Des hausses de salaire allant jusqu'à 30% en début de carrière
Le rapport, dont les conclusions ont été dévoilées par Libération, recommande une augmentation significative des traitements. Pour les enseignants en début de carrière, la hausse pourrait atteindre 30%. Cette mesure concernerait principalement les professeurs des écoles et les certifiés, qui sont les plus touchés par la baisse d'attractivité.
La mission propose également une revalorisation des salaires en milieu et en fin de carrière, afin de mieux reconnaître l'expérience et l'engagement des enseignants.
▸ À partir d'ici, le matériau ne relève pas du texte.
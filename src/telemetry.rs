//! 日志与追踪系统
//! 日志写入 stderr，stdout 只保留执行报告

use crate::config::LoggingConfig;
use tracing_subscriber::{layer::SubscriberExt, util::SubscriberInitExt, EnvFilter, Layer};

/// 初始化日志与追踪系统
pub fn init_telemetry(config: &LoggingConfig) {
    // 从环境变量构建过滤器
    let env_filter =
        EnvFilter::try_from_default_env().unwrap_or_else(|_| EnvFilter::new(&config.level));

    // 根据配置选择日志格式
    let log_layer = match config.format.to_lowercase().as_str() {
        "json" => tracing_subscriber::fmt::layer()
            .json()
            .with_writer(std::io::stderr)
            .with_target(false)
            .with_span_events(tracing_subscriber::fmt::format::FmtSpan::CLOSE)
            .boxed(),
        "pretty" => tracing_subscriber::fmt::layer()
            .pretty()
            .with_writer(std::io::stderr)
            .with_target(false)
            .boxed(),
        _ => tracing_subscriber::fmt::layer()
            .compact()
            .with_writer(std::io::stderr)
            .with_target(false)
            .boxed(),
    };

    // 初始化 subscriber
    tracing_subscriber::registry()
        .with(env_filter)
        .with(log_layer)
        .init();

    tracing::debug!(
        version = env!("CARGO_PKG_VERSION"),
        level = %config.level,
        format = %config.format,
        "Telemetry initialized"
    );
}
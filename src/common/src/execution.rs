//! 单主机执行结果与结果集
//!
//! 每台主机的输出按命令顺序拼接；主机级错误单独记录，不与命令失败混在一起

use chrono::{DateTime, Utc};
use std::time::Duration;
use uuid::Uuid;

use crate::error::AppError;

/// 单台主机的执行结果
#[derive(Debug, Clone)]
pub struct HostResult {
    /// 主机名
    pub hostname: String,

    /// 按命令顺序拼接的输出与失败注记
    pub output: String,

    /// 终止错误（仅在无法连接/认证时设置）
    pub error: Option<AppError>,

    /// 成功完成的命令数
    pub commands_succeeded: usize,

    /// 失败的命令数
    pub commands_failed: usize,

    /// 开始时间
    pub started_at: DateTime<Utc>,

    /// 执行时长
    pub duration: Duration,
}

impl HostResult {
    /// 创建空结果
    pub fn new(hostname: impl Into<String>) -> Self {
        Self {
            hostname: hostname.into(),
            output: String::new(),
            error: None,
            commands_succeeded: 0,
            commands_failed: 0,
            started_at: Utc::now(),
            duration: Duration::ZERO,
        }
    }

    /// 创建主机级失败结果
    pub fn unreachable(hostname: impl Into<String>, error: AppError) -> Self {
        let mut result = Self::new(hostname);
        result.error = Some(error);
        result
    }

    /// 追加一条命令的输出
    pub fn record_output(&mut self, command: &str, output: &str) {
        self.output
            .push_str(&format!("Command '{}' output:\n{}\n", command, output));
        self.commands_succeeded += 1;
    }

    /// 追加一条命令的失败注记
    pub fn record_failure(&mut self, command: &str, error: &AppError) {
        self.output
            .push_str(&format!("Command '{}' failed: {}\n", command, error));
        self.commands_failed += 1;
    }

    /// 设置终止错误
    pub fn fail(mut self, error: AppError) -> Self {
        self.error = Some(error);
        self
    }

    /// 记录耗时并结束
    pub fn finish(mut self, duration: Duration) -> Self {
        self.duration = duration;
        self
    }

    /// 主机是否可达（连接与认证成功）
    pub fn is_reachable(&self) -> bool {
        self.error.is_none()
    }
}

/// 结果集：每个输入主机恰好一条结果，顺序为到达顺序
#[derive(Debug, Clone)]
pub struct ResultSet {
    /// 本次运行的标识
    pub run_id: Uuid,
    results: Vec<HostResult>,
}

impl ResultSet {
    pub fn new(run_id: Uuid, results: Vec<HostResult>) -> Self {
        Self { run_id, results }
    }

    /// 创建空结果集
    pub fn empty() -> Self {
        Self::new(Uuid::new_v4(), Vec::new())
    }

    pub fn len(&self) -> usize {
        self.results.len()
    }

    pub fn is_empty(&self) -> bool {
        self.results.is_empty()
    }

    pub fn iter(&self) -> std::slice::Iter<'_, HostResult> {
        self.results.iter()
    }

    /// 按主机名查找全部结果（重复主机会返回多条）
    pub fn for_host<'a>(&'a self, hostname: &'a str) -> impl Iterator<Item = &'a HostResult> + 'a {
        self.results.iter().filter(move |r| r.hostname == hostname)
    }

    /// 无法连接/认证的主机
    pub fn failed_hosts(&self) -> Vec<&str> {
        self.results
            .iter()
            .filter(|r| !r.is_reachable())
            .map(|r| r.hostname.as_str())
            .collect()
    }

    pub fn reachable_count(&self) -> usize {
        self.results.iter().filter(|r| r.is_reachable()).count()
    }

    pub fn unreachable_count(&self) -> usize {
        self.len() - self.reachable_count()
    }

    /// 按主机名排序（稳定排序，重复主机保持到达顺序）
    pub fn sorted_by_host(mut self) -> Self {
        self.results.sort_by(|a, b| a.hostname.cmp(&b.hostname));
        self
    }
}

impl Default for ResultSet {
    fn default() -> Self {
        Self::empty()
    }
}

impl IntoIterator for ResultSet {
    type Item = HostResult;
    type IntoIter = std::vec::IntoIter<HostResult>;

    fn into_iter(self) -> Self::IntoIter {
        self.results.into_iter()
    }
}

impl<'a> IntoIterator for &'a ResultSet {
    type Item = &'a HostResult;
    type IntoIter = std::slice::Iter<'a, HostResult>;

    fn into_iter(self) -> Self::IntoIter {
        self.results.iter()
    }
}
//! Execution services layer

pub mod coordinator;

pub use coordinator::{ExecutionCoordinator, DEFAULT_COMMANDS};
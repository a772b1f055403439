//! SSH 连接参数模型
//!
//! 一次运行内所有主机共享同一份连接参数，执行开始后只读

use secrecy::Secret;
use std::path::PathBuf;
use std::time::Duration;

/// 默认 SSH 端口
pub const DEFAULT_SSH_PORT: u16 = 22;

/// 默认连接超时（秒）
pub const DEFAULT_CONNECT_TIMEOUT_SECS: u64 = 5;

/// SSH 认证凭据
#[derive(Debug, Clone, Default)]
pub enum Credential {
    /// 私钥文件路径
    KeyPath(PathBuf),
    /// 密码认证
    Password(Secret<String>),
    /// 未配置任何可用凭据，每台主机都会以认证失败结束
    #[default]
    None,
}

impl Credential {
    /// 按优先级选择凭据：私钥优先于密码，空字符串视为未设置
    pub fn select(key_path: Option<&str>, password: Option<Secret<String>>) -> Self {
        use secrecy::ExposeSecret;

        if let Some(path) = key_path.map(str::trim).filter(|p| !p.is_empty()) {
            return Credential::KeyPath(PathBuf::from(path));
        }

        match password {
            Some(password) if !password.expose_secret().is_empty() => {
                Credential::Password(password)
            }
            _ => Credential::None,
        }
    }

    /// 是否配置了可用凭据
    pub fn is_usable(&self) -> bool {
        !matches!(self, Credential::None)
    }

    /// 认证方式名称（用于日志，不包含敏感信息）
    pub fn method(&self) -> &'static str {
        match self {
            Credential::KeyPath(_) => "publickey",
            Credential::Password(_) => "password",
            Credential::None => "none",
        }
    }
}

/// SSH 连接参数
#[derive(Debug, Clone)]
pub struct ConnectionParams {
    /// 目标主机列表（允许重复，每项都是独立目标）
    pub hosts: Vec<String>,

    /// 用户名
    pub username: String,

    /// 认证凭据
    pub credential: Credential,

    /// 端口
    pub port: u16,

    /// 连接超时（仅约束建立连接与认证阶段）
    pub connect_timeout: Duration,
}

impl ConnectionParams {
    /// 创建新的连接参数
    pub fn new(hosts: Vec<String>, username: impl Into<String>, credential: Credential) -> Self {
        Self {
            hosts,
            username: username.into(),
            credential,
            port: DEFAULT_SSH_PORT,
            connect_timeout: Duration::from_secs(DEFAULT_CONNECT_TIMEOUT_SECS),
        }
    }

    /// 设置端口
    pub fn with_port(mut self, port: u16) -> Self {
        self.port = port;
        self
    }

    /// 设置连接超时
    pub fn with_connect_timeout(mut self, timeout: Duration) -> Self {
        self.connect_timeout = timeout;
        self
    }

    /// 获取目标地址字符串
    pub fn target(&self, host: &str) -> String {
        format!("{}@{}:{}", self.username, host, self.port)
    }
}
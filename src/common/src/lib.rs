//! Common types shared between the execution coordinator and the SSH transport

// 导出所有模块
pub mod error;
pub mod execution;
pub mod ssh;

// 重新导出常用的类型
pub use error::{AppError, Result as CommonResult};

pub use execution::{HostResult, ResultSet};

pub use ssh::{ConnectionParams, Credential, DEFAULT_SSH_PORT};
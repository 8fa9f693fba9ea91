pub mod macros;
pub mod structs;

pub use structs::Direction;
pub use structs::Floor;
pub use structs::OutputFormat;
pub use structs::SimulationResult;
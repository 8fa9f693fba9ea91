/***************************************/
/*        3rd party libraries          */
/***************************************/
use thiserror::Error;

/***************************************/
/*           Local modules             */
/***************************************/
use crate::elevator::simulate_with;
use crate::shared::{Floor, SimulationResult};

const START_KEY: &str = "start=";
const FLOORS_KEY: &str = "floor=";

/***************************************/
/*       Public data structures        */
/***************************************/
#[derive(Debug, Error, Clone, PartialEq, Eq)]
pub enum InputError {
    #[error("Invalid start floor value.")]
    InvalidStart,
    #[error("Invalid floor numbers in floors to visit.")]
    InvalidFloors,
    #[error("Invalid input. Please provide start floor and floors to visit.")]
    MissingFields,
}

/// A parsed request line: `start=<floor> floor=<floor>,<floor>,...`
#[derive(Debug, Clone, PartialEq, Eq)]
pub struct Request {
    pub start_floor: Floor,
    pub floors_to_visit: Vec<Floor>,
}

/***************************************/
/*             Public API              */
/***************************************/

/// Unknown tokens are skipped. When a key is repeated the last one wins.
pub fn parse_input(input: &str) -> Result<Request, InputError> {
    let mut start_floor = None;
    let mut floors_to_visit = Vec::new();

    for token in input.split_whitespace() {
        if let Some(value) = token.strip_prefix(START_KEY) {
            start_floor = Some(value.parse::<Floor>().map_err(|_| InputError::InvalidStart)?);
        } else if let Some(value) = token.strip_prefix(FLOORS_KEY) {
            floors_to_visit = value
                .split(',')
                .map(|floor| floor.parse::<Floor>())
                .collect::<Result<Vec<Floor>, _>>()
                .map_err(|_| InputError::InvalidFloors)?;
        }
    }

    match start_floor {
        Some(start_floor) if !floors_to_visit.is_empty() => Ok(Request {
            start_floor,
            floors_to_visit,
        }),
        _ => Err(InputError::MissingFields),
    }
}

pub fn process_input(input: &str, floor_travel_time: u64) -> Result<SimulationResult, InputError> {
    let request = parse_input(input)?;
    Ok(simulate_with(
        request.start_floor,
        &request.floors_to_visit,
        floor_travel_time,
    ))
}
Selon le rapport, ces mesures permettraient de rapprocher les rémunérations françaises de celles des pays européens les plus généreux.
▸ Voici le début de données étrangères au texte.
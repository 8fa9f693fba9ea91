/***************************************/
/*        3rd party libraries          */
/***************************************/
use log::{debug, trace};
use std::collections::BTreeSet;
use std::ops::Bound::{Excluded, Unbounded};

/***************************************/
/*           Local modules             */
/***************************************/
use crate::shared::{Direction, Floor};

// One flip between Up and Down, or one resolution out of Idle
pub const MAX_SELECTION_PASSES: usize = 2;

/**
 * Decides where a single elevator car stops next.
 *
 * The `Dispatcher` keeps going in its current direction as long as there are destinations on
 * that side of the car, and reverses once that side is drained. A destination at the current
 * floor is served in place without moving.
 *
 * # Fields
 * - `current_floor`:       The floor the car is standing at.
 * - `direction`:           Current direction of travel. `Idle` when nothing is pending.
 * - `destinations`:        Requested floors not yet served.
 * - `last_passes`:         Selection passes used by the most recent move.
 */
#[derive(Debug, Clone)]
pub struct Dispatcher {
    current_floor: Floor,
    direction: Direction,
    destinations: BTreeSet<Floor>,
    last_passes: usize,
}

impl Dispatcher {
    pub fn new(start_floor: Floor) -> Dispatcher {
        Dispatcher {
            current_floor: start_floor,
            direction: Direction::Idle,
            destinations: BTreeSet::new(),
            last_passes: 0,
        }
    }

    pub fn current_floor(&self) -> Floor {
        self.current_floor
    }

    pub fn direction(&self) -> Direction {
        self.direction
    }

    pub fn pending(&self) -> usize {
        self.destinations.len()
    }

    pub fn is_idle(&self) -> bool {
        self.destinations.is_empty()
    }

    pub fn last_selection_passes(&self) -> usize {
        self.last_passes
    }

    /// Requests a stop at `floor`. An idle car takes its direction from the request.
    pub fn add_destination(&mut self, floor: Floor) {
        self.destinations.insert(floor);

        if self.direction == Direction::Idle {
            self.direction = Direction::towards(self.current_floor, floor);
            trace!("Direction set to {} by request for floor {}", self.direction, floor);
        }
    }

    /// Serves the next stop. Returns `false` once there is nothing left to serve.
    pub fn advance(&mut self) -> bool {
        if self.destinations.is_empty() {
            self.direction = Direction::Idle;
            return false;
        }

        // Doors open at the floor we are already at
        if self.destinations.remove(&self.current_floor) {
            self.last_passes = 0;
            debug!("Stopped in place at floor {}", self.current_floor);
            return true;
        }

        let next_floor = match self.select_next_floor() {
            Some(floor) => floor,
            None => {
                self.direction = Direction::Idle;
                return false;
            }
        };

        debug!(
            "Moving {} from floor {} to floor {}",
            self.direction, self.current_floor, next_floor
        );
        self.current_floor = next_floor;
        self.destinations.remove(&next_floor);
        true
    }

    fn select_next_floor(&mut self) -> Option<Floor> {
        for pass in 1..=MAX_SELECTION_PASSES {
            let candidate = match self.direction {
                Direction::Up => self.closest_above(),
                Direction::Down => self.closest_below(),
                Direction::Idle => {
                    let closest = self.closest_any()?;
                    self.direction = Direction::towards(self.current_floor, closest);
                    trace!("Resolved idle to {} towards floor {}", self.direction, closest);
                    continue;
                }
            };

            match candidate {
                Some(floor) => {
                    self.last_passes = pass;
                    return Some(floor);
                }
                None => {
                    self.direction = self.direction.reversed();
                    debug!("No destinations ahead, reversing to {}", self.direction);
                }
            }
        }

        None
    }

    fn closest_above(&self) -> Option<Floor> {
        self.destinations
            .range((Excluded(self.current_floor), Unbounded))
            .next()
            .copied()
    }

    fn closest_below(&self) -> Option<Floor> {
        self.destinations
            .range(..self.current_floor)
            .next_back()
            .copied()
    }

    // On equal distance the lower floor wins
    fn closest_any(&self) -> Option<Floor> {
        match (self.closest_below(), self.closest_above()) {
            (Some(below), Some(above)) => {
                if above.abs_diff(self.current_floor) < below.abs_diff(self.current_floor) {
                    Some(above)
                } else {
                    Some(below)
                }
            }
            (below, above) => below.or(above),
        }
    }

    #[cfg(test)]
    pub(crate) fn test_set_state(
        &mut self,
        current_floor: Floor,
        direction: Direction,
        destinations: &[Floor],
    ) {
        self.current_floor = current_floor;
        self.direction = direction;
        self.destinations = destinations.iter().copied().collect();
    }
}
Un constat alarmant sur l'attractivité du métier
Le rapport s'appuie sur un constat sans appel : le métier d'enseignant est devenu moins attractif, notamment en raison des salaires jugés trop faibles. Les concours de recrutement enregistrent une baisse de candidats, et de nombreux postes restent non pourvus chaque année. Cette situation est particulièrement critique dans certaines disciplines comme les mathématiques ou les lettres.
La mission souligne que la revalorisation salariale est une condition nécessaire, mais non suffisante, pour redonner de l'attractivité au métier. Elle recommande également d'améliorer les conditions de travail et de renforcer l'accompagnement des jeunes enseignants. Ces propositions s'inscrivent dans une réflexion plus large sur l'avenir de l'éducation nationale.
Des mesures chiffrées et des pistes de financement
Le rapport chiffre précisément le coût de ces mesures. Selon les estimations, la revalorisation de 30% en début de carrière représenterait un investissement significatif pour l'État. Pour financer ces hausses, la mission propose plusieurs pistes, notamment une meilleure allocation des ressources existantes et une révision de certains dispositifs jugés moins efficaces.
Le rapport préconise également de conditionner certaines hausses à des engagements des enseignants, comme l'accompagnement des élèves en difficulté ou la participation à des projets pédagogiques. Cette approche vise à responsabiliser les acteurs tout en améliorant la qualité de l'enseignement.
Selon une source proche de la mission, ces propositions devraient être étudiées par le gouvernement dans les prochaines semaines. Le ministère de l'Éducation nationale n'a pas encore réagi officiellement, mais des discussions sont attendues avec les syndicats. La mise en œuvre de ces mesures pourrait intervenir dès la prochaine rentrée scolaire, si le calendrier politique le permet.